There has been a big drop in FD rates in the last 6 years. Due to the COVID-19 pandemic, it has also been double killed. But now experts say that in the coming months, it will see an increase.
In the coming times, the interest rates of fixed deposits may increase.
Due to the COVID-19 pandemic, retail depositors have been hit twice in the last one year. Not only did he have to go through a period of low interest rates, but inflation has also hit his savings. This is the reason that the returns through fixed deposits in 2020 were extremely limited. But, in 2021, this situation may change now. According to experts, now is the time to get better returns on FD. So let’s know why the experts are guessing this.
In 2020, the Reserve Bank of India kept policy rates low throughout the year. The same has been seen in the first three months of 2021. Darsal, RBI wanted that in this era of crisis there should be sufficient liquidity in the banking system so that the pace of economic growth can be increased. Extra liquidity also means that interest rates will remain low. Banks, on the other hand, were cautiously giving credit to all sectors. This also means that the demand for funds by banks has been low. This is the reason that interest rates on deposits were low.
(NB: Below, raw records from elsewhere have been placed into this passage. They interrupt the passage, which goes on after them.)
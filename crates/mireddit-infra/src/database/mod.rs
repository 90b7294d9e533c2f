//! Database connection management and SeaORM repositories.

mod connections;

#[cfg(feature = "postgres")]
pub mod entity;

#[cfg(feature = "postgres")]
mod postgres_repo;

pub use connections::DatabaseConfig;

#[cfg(feature = "postgres")]
pub use connections::connect;

#[cfg(feature = "postgres")]
pub use postgres_repo::{PostgresPostRepository, PostgresUserRepository};
use crate::logging::targets::EVALUATE as LOG_EVALUATE;
use crate::op_function;
use crate::ExprToken::*;
use crate::TruthTableError::{InvalidExpression, UnknownVariable};
use crate::{PostfixExpression, TruthTableError, Valuation, VariableSet};

impl PostfixExpression {
    /// Evaluate this expression in the given `Valuation` of `variables`.
    ///
    /// Binary operators pop their right operand first, then the left one. Fails with
    /// `InvalidExpression` when an operator finds too few operands or when the final stack
    /// does not hold exactly one value (this also covers an empty expression). A variable
    /// which the valuation does not assign is reported as `UnknownVariable`.
    pub fn eval_in(
        &self,
        variables: &VariableSet,
        valuation: &Valuation,
    ) -> Result<bool, TruthTableError> {
        if cfg!(feature = "shields_up") && valuation.num_vars() != variables.num_vars() {
            panic!(
                "Variable set has {} variables, but valuation has {}.",
                variables.num_vars(),
                valuation.num_vars()
            )
        }
        let mut stack: Vec<bool> = Vec::with_capacity(self.len());
        for token in self.tokens() {
            match *token {
                Var(var) => {
                    let value = variables
                        .value_of(valuation, var)
                        .ok_or(UnknownVariable(var.name()))?;
                    stack.push(value);
                }
                Not => {
                    let operand = stack.pop().ok_or(InvalidExpression)?;
                    stack.push(op_function::not(operand));
                }
                op => {
                    let function = op.binary_function().ok_or(InvalidExpression)?;
                    let right = stack.pop().ok_or(InvalidExpression)?;
                    let left = stack.pop().ok_or(InvalidExpression)?;
                    stack.push(function(left, right));
                }
            }
        }
        match stack.as_slice() {
            [result] => Ok(*result),
            _ => {
                log::trace!(
                    target: LOG_EVALUATE,
                    "{} leaves {} values on the stack.",
                    self,
                    stack.len()
                );
                Err(InvalidExpression)
            }
        }
    }
}
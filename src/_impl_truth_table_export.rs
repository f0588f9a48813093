use crate::TruthTable;
use std::io::Write;

/// Text export formats of a `TruthTable`.
///
/// Both formats start with a header row (variable names followed by the formula text) and
/// continue with one row per valuation. Every row, including the last one, ends with `\n`.
impl TruthTable {
    /// Tab separated table with `T`/`F` cells (the clipboard format).
    pub fn to_tsv_string(&self) -> String {
        self.to_separated_string('\t', "T", "F")
    }

    /// Comma separated table with `TRUE`/`FALSE` cells.
    pub fn to_csv_string(&self) -> String {
        self.to_separated_string(',', "TRUE", "FALSE")
    }

    /// Write this table into the given `output` writer as tab separated values.
    pub fn write_as_tsv(&self, output: &mut dyn Write) -> Result<(), std::io::Error> {
        output.write_all(self.to_tsv_string().as_bytes())
    }

    /// Write this table into the given `output` writer as comma separated values.
    pub fn write_as_csv(&self, output: &mut dyn Write) -> Result<(), std::io::Error> {
        output.write_all(self.to_csv_string().as_bytes())
    }

    /// **(internal)** Shared implementation of the separated formats.
    fn to_separated_string(&self, separator: char, t: &str, f: &str) -> String {
        let mut result = String::new();
        for var in self.variables().variables() {
            result.push(var.name());
            result.push(separator);
        }
        result.push_str(self.formula());
        result.push('\n');
        for row in self.rows() {
            for value in row.inputs().values() {
                result.push_str(if *value { t } else { f });
                result.push(separator);
            }
            result.push_str(if row.output() { t } else { f });
            result.push('\n');
        }
        result
    }
}
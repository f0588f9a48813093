use super::BooleanExpression;
use super::BooleanExpression::*;
use super::_impl_parser::{from_postfix, parse_boolean_expression};
use crate::op_function;
use crate::{PostfixExpression, TruthTableError, Valuation, VariableSet};
use std::collections::BTreeSet;
use std::convert::TryFrom;
use std::fmt::{Display, Error, Formatter};

impl TryFrom<&str> for BooleanExpression {
    type Error = TruthTableError;

    /// Parse a canonical (symbolic) formula.
    fn try_from(value: &str) -> Result<Self, Self::Error> {
        parse_boolean_expression(value)
    }
}

impl TryFrom<&PostfixExpression> for BooleanExpression {
    type Error = TruthTableError;

    fn try_from(value: &PostfixExpression) -> Result<Self, Self::Error> {
        from_postfix(value)
    }
}

/// Prints the expression fully parenthesised, in canonical notation. The output can be
/// parsed back into the same tree.
impl Display for BooleanExpression {
    fn fmt(&self, f: &mut Formatter<'_>) -> Result<(), Error> {
        match self {
            Variable(var) => write!(f, "{}", var),
            // `¬¬` would not compile as a double negation, the inner one needs a group.
            Not(inner) if matches!(**inner, Not(_)) => write!(f, "¬({})", inner),
            Not(inner) => write!(f, "¬{}", inner),
            And(l, r) => write!(f, "({} ∧ {})", l, r),
            Or(l, r) => write!(f, "({} ∨ {})", l, r),
            Imp(l, r) => write!(f, "({} → {})", l, r),
            Iff(l, r) => write!(f, "({} ↔ {})", l, r),
        }
    }
}

impl BooleanExpression {
    /// Evaluate this expression in the given `Valuation` of `variables`. Returns `None` if
    /// some variable is not assigned a value.
    pub fn eval_in(&self, variables: &VariableSet, valuation: &Valuation) -> Option<bool> {
        match self {
            Variable(var) => variables.value_of(valuation, *var),
            Not(inner) => inner.eval_in(variables, valuation).map(op_function::not),
            And(l, r) => {
                let left = l.eval_in(variables, valuation)?;
                let right = r.eval_in(variables, valuation)?;
                Some(op_function::and(left, right))
            }
            Or(l, r) => {
                let left = l.eval_in(variables, valuation)?;
                let right = r.eval_in(variables, valuation)?;
                Some(op_function::or(left, right))
            }
            Imp(l, r) => {
                let left = l.eval_in(variables, valuation)?;
                let right = r.eval_in(variables, valuation)?;
                Some(op_function::imp(left, right))
            }
            Iff(l, r) => {
                let left = l.eval_in(variables, valuation)?;
                let right = r.eval_in(variables, valuation)?;
                Some(op_function::iff(left, right))
            }
        }
    }

    /// The set of variables used in this expression.
    pub fn support_set(&self) -> VariableSet {
        let mut variables = BTreeSet::new();
        self.collect_variables(&mut variables);
        VariableSet::from_sorted(variables.into_iter().collect())
    }

    /// **(internal)** Add all variables of this expression to `variables`.
    fn collect_variables(&self, variables: &mut BTreeSet<crate::Variable>) {
        match self {
            Variable(var) => {
                variables.insert(*var);
            }
            Not(inner) => inner.collect_variables(variables),
            And(l, r) | Or(l, r) | Imp(l, r) | Iff(l, r) => {
                l.collect_variables(variables);
                r.collect_variables(variables);
            }
        }
    }
}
FD interest rates fell sharply in last 6 years
The last six years have been good for the Indian equity market. But between January 2015 and May 2020, the Monetary Committee of RBI has brought down the policy interest rates from 8 per cent to 4 per cent. This has affected the investment of FD investors. In FY 2014-15, FDs of 1 to 3 years were around 8.5-8.75 per cent, which has now come down to 4.9-5.5 per cent.
The improving economic situation will have a positive effect
However, the financial situation is expected to improve in the financial year. Its positive effect will also be seen on FD returns. Interest rates are going to rise now after coming at the low level of the last decade. After April 2020, rising retail inflation has put the RBI on the brakes to cut policy interest rates. Apart from these factories, there have been some such announcements in the budget, due to which interest rates can be seen rising.
Bank’s / NBFC’s Name |
Current fd The rates |
Of senior citizens FD rates for |
Last time Revised |
How changed The rates |
ACBI | 2.90%-5.40% | 3.40%-6.20% | 8 January 2021 | Rose 0.10% on 01-year FD. |
Canara Bank | 2.95%-5.50% | 2.95%-6% | 8 February 2021 | Increased 0.20% over 2 years FD |
Bajaj Finance | 6.15%-7.00% | 6.40%-7.25% | 1 February 2021 | Increased 0.40% on FDs from 36 to 60 months |
ICICI Bank | 2.50%-5.50% | 3.00%-6.30% | 21 October 2020 | Increased 0.80% for seniors |
Source: myloancare.in
A boom in economic growth means that deposits will be required to lend to banks. Therefore, they should offer better interest rate. Recently, SBI has increased the interest rates on 1-year FD. Other banks are expected to do the same.
What should you do as an FD investor?
Many global firms and experts have questioned the RBI’s lenient attitude towards the economy. In the current state of the economy, indicators suggest that deposit rates are going to increase from the second half of FY 2021-22. Till then, experts say that depositors should continue to maintain their money in short-term FDs. At present, the benefit of keeping FDs in the short term will be that as soon as the rates increase, the investors will be able to invest in higher interest periods.